■ TRY IT ■
Your answer should hold all lines of the entries that include the word "holds".

------------

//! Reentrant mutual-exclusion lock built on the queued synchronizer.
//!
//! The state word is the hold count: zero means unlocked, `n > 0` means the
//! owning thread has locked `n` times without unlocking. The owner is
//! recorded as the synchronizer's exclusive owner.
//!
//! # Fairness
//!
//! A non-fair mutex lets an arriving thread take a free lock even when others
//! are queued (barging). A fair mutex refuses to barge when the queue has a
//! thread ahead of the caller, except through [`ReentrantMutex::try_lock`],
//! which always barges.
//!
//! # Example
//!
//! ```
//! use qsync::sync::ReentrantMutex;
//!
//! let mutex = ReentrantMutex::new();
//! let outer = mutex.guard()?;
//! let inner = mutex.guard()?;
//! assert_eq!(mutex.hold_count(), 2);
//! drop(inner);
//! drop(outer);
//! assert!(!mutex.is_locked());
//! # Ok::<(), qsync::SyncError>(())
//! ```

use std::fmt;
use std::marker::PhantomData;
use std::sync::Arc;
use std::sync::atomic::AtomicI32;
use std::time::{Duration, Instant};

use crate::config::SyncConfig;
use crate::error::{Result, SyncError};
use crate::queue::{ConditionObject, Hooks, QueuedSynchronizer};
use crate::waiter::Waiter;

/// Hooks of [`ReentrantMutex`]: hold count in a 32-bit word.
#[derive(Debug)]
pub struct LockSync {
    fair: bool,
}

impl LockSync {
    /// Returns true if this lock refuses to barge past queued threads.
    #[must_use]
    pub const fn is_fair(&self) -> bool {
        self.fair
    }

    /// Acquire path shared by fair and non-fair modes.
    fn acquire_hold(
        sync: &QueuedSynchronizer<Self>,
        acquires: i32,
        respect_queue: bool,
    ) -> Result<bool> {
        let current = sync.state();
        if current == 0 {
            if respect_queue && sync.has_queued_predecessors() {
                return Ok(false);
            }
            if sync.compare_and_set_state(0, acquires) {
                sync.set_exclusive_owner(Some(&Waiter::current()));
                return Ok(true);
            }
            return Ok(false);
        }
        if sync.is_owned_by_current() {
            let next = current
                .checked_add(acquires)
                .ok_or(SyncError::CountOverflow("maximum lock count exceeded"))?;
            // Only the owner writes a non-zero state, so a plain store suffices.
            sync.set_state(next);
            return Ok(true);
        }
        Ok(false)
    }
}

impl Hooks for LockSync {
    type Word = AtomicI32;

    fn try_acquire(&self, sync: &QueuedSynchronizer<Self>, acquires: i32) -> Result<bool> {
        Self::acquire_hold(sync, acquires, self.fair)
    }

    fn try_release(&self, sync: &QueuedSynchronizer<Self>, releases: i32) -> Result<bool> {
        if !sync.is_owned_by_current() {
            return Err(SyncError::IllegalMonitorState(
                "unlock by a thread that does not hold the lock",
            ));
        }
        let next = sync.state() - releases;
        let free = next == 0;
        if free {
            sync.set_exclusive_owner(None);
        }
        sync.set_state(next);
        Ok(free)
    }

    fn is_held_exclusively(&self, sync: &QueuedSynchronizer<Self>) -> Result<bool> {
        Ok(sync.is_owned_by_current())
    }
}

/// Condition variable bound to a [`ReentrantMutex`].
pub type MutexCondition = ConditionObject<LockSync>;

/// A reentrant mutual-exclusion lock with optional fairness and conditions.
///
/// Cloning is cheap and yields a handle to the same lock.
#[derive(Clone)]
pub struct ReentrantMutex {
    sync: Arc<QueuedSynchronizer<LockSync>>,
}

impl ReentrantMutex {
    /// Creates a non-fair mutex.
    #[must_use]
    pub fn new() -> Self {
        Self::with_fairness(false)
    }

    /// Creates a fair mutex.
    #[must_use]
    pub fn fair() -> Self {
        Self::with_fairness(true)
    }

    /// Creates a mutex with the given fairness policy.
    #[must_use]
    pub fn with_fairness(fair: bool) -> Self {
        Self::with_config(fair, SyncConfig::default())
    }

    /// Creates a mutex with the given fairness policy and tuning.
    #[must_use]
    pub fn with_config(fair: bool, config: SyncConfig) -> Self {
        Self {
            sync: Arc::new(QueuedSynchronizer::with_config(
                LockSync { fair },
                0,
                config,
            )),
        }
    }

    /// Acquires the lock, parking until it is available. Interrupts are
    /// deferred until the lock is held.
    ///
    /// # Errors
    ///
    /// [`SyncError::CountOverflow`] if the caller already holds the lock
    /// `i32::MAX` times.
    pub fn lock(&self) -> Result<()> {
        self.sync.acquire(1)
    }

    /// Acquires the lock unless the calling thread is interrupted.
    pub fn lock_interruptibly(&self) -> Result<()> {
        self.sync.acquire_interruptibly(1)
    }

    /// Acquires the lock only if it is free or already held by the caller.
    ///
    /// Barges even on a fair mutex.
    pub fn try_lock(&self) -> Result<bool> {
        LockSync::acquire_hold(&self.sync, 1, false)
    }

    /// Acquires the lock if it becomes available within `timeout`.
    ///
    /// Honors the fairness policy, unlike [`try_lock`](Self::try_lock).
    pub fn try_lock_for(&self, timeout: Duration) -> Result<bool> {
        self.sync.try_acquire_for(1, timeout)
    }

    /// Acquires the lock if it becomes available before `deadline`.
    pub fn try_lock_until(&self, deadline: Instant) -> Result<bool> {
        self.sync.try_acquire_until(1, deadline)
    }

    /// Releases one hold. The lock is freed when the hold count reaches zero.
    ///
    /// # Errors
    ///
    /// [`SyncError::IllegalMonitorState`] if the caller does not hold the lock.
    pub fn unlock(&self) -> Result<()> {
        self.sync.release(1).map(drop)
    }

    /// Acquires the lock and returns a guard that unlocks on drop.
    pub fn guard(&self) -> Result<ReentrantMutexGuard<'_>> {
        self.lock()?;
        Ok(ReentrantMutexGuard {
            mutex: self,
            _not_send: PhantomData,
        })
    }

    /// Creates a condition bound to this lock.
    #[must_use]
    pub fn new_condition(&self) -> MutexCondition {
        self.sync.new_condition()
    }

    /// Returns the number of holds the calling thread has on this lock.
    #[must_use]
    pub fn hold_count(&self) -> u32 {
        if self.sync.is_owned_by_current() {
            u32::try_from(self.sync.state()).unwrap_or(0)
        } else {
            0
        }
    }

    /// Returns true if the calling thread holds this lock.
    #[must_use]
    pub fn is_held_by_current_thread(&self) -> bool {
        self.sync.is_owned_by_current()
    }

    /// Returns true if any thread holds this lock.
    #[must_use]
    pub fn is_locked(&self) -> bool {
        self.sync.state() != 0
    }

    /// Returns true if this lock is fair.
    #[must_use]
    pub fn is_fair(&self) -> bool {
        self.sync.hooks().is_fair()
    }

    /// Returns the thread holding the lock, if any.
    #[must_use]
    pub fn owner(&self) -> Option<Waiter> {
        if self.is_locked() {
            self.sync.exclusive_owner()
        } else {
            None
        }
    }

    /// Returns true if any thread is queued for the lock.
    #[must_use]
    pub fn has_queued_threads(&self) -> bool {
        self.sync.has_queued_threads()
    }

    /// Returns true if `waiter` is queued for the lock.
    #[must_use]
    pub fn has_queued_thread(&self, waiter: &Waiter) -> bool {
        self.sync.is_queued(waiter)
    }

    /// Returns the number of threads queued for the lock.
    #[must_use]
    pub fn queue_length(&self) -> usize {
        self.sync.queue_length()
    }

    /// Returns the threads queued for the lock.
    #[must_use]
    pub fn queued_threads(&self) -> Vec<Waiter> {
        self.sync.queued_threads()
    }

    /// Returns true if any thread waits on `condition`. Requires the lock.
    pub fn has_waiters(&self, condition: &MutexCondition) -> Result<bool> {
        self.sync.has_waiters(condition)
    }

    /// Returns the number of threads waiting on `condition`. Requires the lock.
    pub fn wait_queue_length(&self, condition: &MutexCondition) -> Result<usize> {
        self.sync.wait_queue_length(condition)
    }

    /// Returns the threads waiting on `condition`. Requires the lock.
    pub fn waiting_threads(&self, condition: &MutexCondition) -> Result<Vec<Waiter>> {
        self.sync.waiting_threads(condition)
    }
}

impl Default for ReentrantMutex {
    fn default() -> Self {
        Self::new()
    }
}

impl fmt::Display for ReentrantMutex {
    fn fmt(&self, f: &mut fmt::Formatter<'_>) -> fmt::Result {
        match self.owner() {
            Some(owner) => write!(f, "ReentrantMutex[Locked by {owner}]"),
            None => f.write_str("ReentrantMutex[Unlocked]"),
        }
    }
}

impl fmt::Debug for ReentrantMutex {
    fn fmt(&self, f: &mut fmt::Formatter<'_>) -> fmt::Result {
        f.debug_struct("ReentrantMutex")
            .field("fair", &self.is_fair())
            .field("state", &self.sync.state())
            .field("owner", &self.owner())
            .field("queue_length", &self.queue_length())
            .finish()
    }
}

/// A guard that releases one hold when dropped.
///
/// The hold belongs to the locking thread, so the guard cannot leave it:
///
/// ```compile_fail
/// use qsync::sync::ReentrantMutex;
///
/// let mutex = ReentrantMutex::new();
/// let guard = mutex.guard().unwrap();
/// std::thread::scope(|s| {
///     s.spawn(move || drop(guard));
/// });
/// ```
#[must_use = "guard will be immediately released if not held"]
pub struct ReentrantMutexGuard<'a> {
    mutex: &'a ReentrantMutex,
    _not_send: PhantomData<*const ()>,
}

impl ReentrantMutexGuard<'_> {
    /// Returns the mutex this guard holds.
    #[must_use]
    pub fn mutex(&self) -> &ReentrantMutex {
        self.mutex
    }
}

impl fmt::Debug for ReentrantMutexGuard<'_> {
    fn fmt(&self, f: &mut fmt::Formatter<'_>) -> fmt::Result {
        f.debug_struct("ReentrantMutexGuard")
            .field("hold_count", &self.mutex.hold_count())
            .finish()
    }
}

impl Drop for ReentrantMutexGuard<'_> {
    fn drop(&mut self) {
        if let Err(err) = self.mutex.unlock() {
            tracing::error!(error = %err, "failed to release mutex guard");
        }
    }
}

------------

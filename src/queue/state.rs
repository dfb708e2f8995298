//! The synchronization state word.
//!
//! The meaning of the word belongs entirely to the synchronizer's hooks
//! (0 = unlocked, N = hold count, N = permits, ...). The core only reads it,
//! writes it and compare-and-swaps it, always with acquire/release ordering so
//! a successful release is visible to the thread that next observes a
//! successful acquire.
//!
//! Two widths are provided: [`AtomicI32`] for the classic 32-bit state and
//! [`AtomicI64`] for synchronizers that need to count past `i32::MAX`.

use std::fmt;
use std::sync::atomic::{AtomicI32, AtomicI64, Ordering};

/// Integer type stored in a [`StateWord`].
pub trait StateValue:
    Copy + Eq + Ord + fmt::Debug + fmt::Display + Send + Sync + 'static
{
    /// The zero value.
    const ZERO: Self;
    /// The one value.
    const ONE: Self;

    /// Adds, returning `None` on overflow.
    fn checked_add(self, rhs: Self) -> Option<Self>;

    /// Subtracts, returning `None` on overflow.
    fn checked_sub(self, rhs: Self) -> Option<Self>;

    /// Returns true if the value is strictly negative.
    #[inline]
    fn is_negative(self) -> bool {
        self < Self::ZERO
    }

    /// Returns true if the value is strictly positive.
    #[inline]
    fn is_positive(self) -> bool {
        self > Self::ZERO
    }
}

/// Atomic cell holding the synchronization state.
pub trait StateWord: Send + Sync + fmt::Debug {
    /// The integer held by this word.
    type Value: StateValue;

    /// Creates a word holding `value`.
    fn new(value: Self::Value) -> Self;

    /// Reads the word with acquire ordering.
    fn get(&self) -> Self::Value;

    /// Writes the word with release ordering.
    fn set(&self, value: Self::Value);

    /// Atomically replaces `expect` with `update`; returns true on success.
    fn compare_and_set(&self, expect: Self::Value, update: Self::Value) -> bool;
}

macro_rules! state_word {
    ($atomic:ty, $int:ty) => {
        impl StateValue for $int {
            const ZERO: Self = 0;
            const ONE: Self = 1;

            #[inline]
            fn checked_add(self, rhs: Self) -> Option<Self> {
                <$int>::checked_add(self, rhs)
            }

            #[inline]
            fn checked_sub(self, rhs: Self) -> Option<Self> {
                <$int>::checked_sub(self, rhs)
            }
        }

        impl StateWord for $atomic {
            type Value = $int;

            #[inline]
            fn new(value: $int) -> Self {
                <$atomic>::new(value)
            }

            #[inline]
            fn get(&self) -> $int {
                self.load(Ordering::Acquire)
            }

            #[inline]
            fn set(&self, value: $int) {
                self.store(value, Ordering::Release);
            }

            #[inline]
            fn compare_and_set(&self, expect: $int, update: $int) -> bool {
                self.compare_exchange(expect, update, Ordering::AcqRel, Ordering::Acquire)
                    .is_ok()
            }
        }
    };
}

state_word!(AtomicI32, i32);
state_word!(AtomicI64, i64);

------------

■ YOUR SOLUTION ■
    /// [`SyncError::CountOverflow`] if the caller already holds the lock
    /// Returns the number of holds the calling thread has on this lock.
    /// Returns true if the calling thread holds this lock.
    /// Returns true if any thread holds this lock.
    /// Returns the mutex this guard holds.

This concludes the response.